Non una contesa tra clan e nemmeno un regolamento di conti per uno sgarro mafioso, ma una reazione spropositata ad una avance pesante fatta alla compagna da un amico. Sarebbe questa la ragione per cui due pregiudicati salentini, Luca Greco e Massimiliano Marino, sono stati uccisi due mesi fa a colpi di pistola da un loro amico, Mino Perrino, anche lui pregiudicato, e poi gettati in un pozzo nelle campagne di Campi Salentina.

Perrino, di 38 anni, e’ stato arrestato oggi dai carabinieri con le accuse di duplice omicidio e soppressione di cadavere.

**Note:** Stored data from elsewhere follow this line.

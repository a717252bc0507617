// src/dataset/mod.rs

//! Sharded record iteration for distributed training loops.
//!
//! This module adapts a distributed table-reading client to a pull-based
//! training loop. A [`ShardedDataset`] hands each worker process either
//! its raw table slice or a [`PaddedChain`] that restarts the slice until
//! a common per-worker step count is reached, so uneven slices never
//! leave replicas waiting on each other in collective communication.
//!
//! # Example
//!
//! ```ignore
//! use std::sync::Arc;
//! use tablefeed::config::DatasetConfig;
//! use tablefeed::dataset::{ShardedDataset, TableSourceFactory};
//!
//! let factory = TableSourceFactory::new(client, "proj/features", "image,label", 1024, collate)?;
//! let dataset = ShardedDataset::new(
//!     DatasetConfig { total_len: 100_000, num_workers: 4, rank, world, pad_to_world: true },
//!     factory,
//! )?;
//!
//! for record in dataset.iter(worker_id)? {
//!     let record = record?;
//!     // feed the training step
//! }
//! ```

mod chain;
mod sharded;
mod table;
mod traits;

pub use chain::PaddedChain;
pub use sharded::{padded_iterations, DirectIter, ShardIter, ShardedDataset};
pub use table::{TableClient, TableReadSpec, TableReader, TableSource, TableSourceFactory};
pub use traits::{CollateFn, RecordSource, SliceSpec, SourceFactory};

COn lui sono finiti in carcere altri due amici, Franz Occhineri, di 34 anni, e Luigi Tasco di 45, anche loro con precedenti, che lo avrebbero aiutato a fare sparire i corpi. A fare chiarezza sulla vicenda e a consentire di recuperare i resti delle due vittime scomparse dal 10 marzo scorso, e’ stato un altro amico dei tre arrestati, Francesco Cippone. Dopo il duplice omicidio Perrino aveva chiamato lui e gli altri due per aiutarlo a cancellare le tracce dell’accaduto. Ma Cippone non se l’era sentita ed era andato via. Dopo due mesi non ha retto alla pressione degli investigatori e ha confessato tutto. Non e’ finito in carcere come gli altri, ma e’ indagato per favoreggiamento e concorso morale. ”Quello che sorprende di questa vicenda – ha detto il procuratore di Lecce, Cataldo Motta – e’ la sproporzione tra la reazione e il movente apparente, oltre al coinvolgimento di una persona che era proprio estranea al fatto”. Secondo la ricostruzione dell’accaduto, infatti, Mino Perrino volava dare una lezione a Marino che era suo amico e che aveva fatto pesanti avance alla sua compagna. Greco sarebbe stato ucciso perche’ era un testimone scomodo. I fatti sarebbero andati cosi’: dopo che Perrino ha saputo dello sgarbo fatto alla sua compagna, ha fatto finta di niente e nel pomeriggio del 10 marzo scorso ha invitato Greco e Marino a prendere un caffe’ insieme. Successivamente li ha convinti con una scusa ad accompagnarlo in una campagna poco fuori del paese. Qui, probabilmente la situazione gli e’ sfuggita di mano e ha ucciso i due pregiudicati. Si sarebbe poi fatto aiutare da Occhineri e Tasco a gettare i corpi nel pozzo e a dare fuoco alla vettura di Marino, una Lancia Libra, che fu trovata dagli investigatori tre giorni dopo in una strada di campagna. Nel ricostruire la vicenda, il procuratore Motta si e’ detto ”soddisfatto sino ad un certo punto del fatto che non si sia trattato di un delitto di mafia, anche se – ha aggiunto – questo rappresenta una ulteriore conferma del cambio di attivita’ dei gruppi di criminalita’ e dei gruppi mafiosi che in genere tendono a non compiere gesti eclatanti”. ”Si tratta di un omicidio sganciato dalla mafia – ha detto ancora – sebbene portato a compimento con mentalita’ e modalita’ mafiosa”.